C’est l’été ! Envie de dépaysement ? Envie d’aventure ? Envie d’être au cœur d’un coup d’État en Amérique du Sud ? Alors « El Marinero », le dernier roman de l’écrivain bouscatais Bernard…
C’est l’été ! Envie de dépaysement ? Envie d’aventure ? Envie d’être au cœur d’un coup d’État en Amérique du Sud ? Alors « El Marinero », le dernier roman de l’écrivain bouscatais Bernard Cattanéo, est une lecture toute trouvée.

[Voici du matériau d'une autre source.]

//! R4005 and R4006: resources must be listable

use armlint_core::SpecKinds;

use super::ARM_VIOLATION;
use crate::error::EngineError;
use crate::projector::is_subscription_list;
use crate::rule::{LegacyInput, RuleDescriptor, RuleResult, Violation};

pub(super) fn nested_rule() -> Result<RuleDescriptor, EngineError> {
    RuleDescriptor::builder("R4005", "NestedResourceHasListOperation")
        .category(ARM_VIOLATION)
        .kinds(SpecKinds::ARM)
        .description("Every nested resource needs a GET listing it under its parent")
        .selector("$")
        .legacy(check_nested)
}

pub(super) fn subscription_rule() -> Result<RuleDescriptor, EngineError> {
    RuleDescriptor::builder("R4006", "TopLevelResourceListBySubscription")
        .category(ARM_VIOLATION)
        .kinds(SpecKinds::ARM)
        .description("Every top-level resource needs a GET listing it across the subscription")
        .selector("$")
        .legacy(check_subscription_list)
}

fn check_nested(input: &LegacyInput<'_>) -> RuleResult {
    let projector = input.context.projector;
    let collections = projector.collection_models();
    let pairs = projector.collection_api_info();

    let mut violations = Vec::new();
    for (name, sites) in projector.nested_resources() {
        for site in sites {
            let listed = pairs.iter().any(|info| {
                info.specific == site
                    && info
                        .collection_model
                        .as_ref()
                        .and_then(|model| collections.get(model))
                        .is_some_and(|item| *item == name)
            });
            if !listed {
                violations.push(Violation::at(
                    format!(
                        "Nested resource '{}' has no list operation returning a collection of it",
                        name
                    ),
                    site.operation_path("get"),
                ));
            }
        }
    }
    Ok(violations)
}

fn check_subscription_list(input: &LegacyInput<'_>) -> RuleResult {
    let projector = input.context.projector;
    let collections = projector.collection_models();
    let list_gets = projector.operations_returning("get", "200");

    let mut violations = Vec::new();
    for (name, sites) in projector.top_level_resources() {
        let listed = collections
            .iter()
            .filter(|(_, item)| **item == name)
            .filter_map(|(model, _)| list_gets.get(model))
            .flatten()
            .any(|site| is_subscription_list(&site.template));
        if listed {
            continue;
        }
        if let Some(site) = sites.first() {
            violations.push(Violation::at(
                format!(
                    "Top-level resource '{}' has no list operation at subscription scope",
                    name
                ),
                site.operation_path("get"),
            ));
        }
    }
    Ok(violations)
}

C’est la suite de « Codovengo », son précédent livre où il décrivait, sur fond de théâtre d’opérations insolites, campé de personnages aux rôles ambigus, parfois détestables, l’histoire tragique de la mission Codovengo rasée au prix de lourdes pertes, juste avant les événements qu’il rapporte dans « El Marinero ».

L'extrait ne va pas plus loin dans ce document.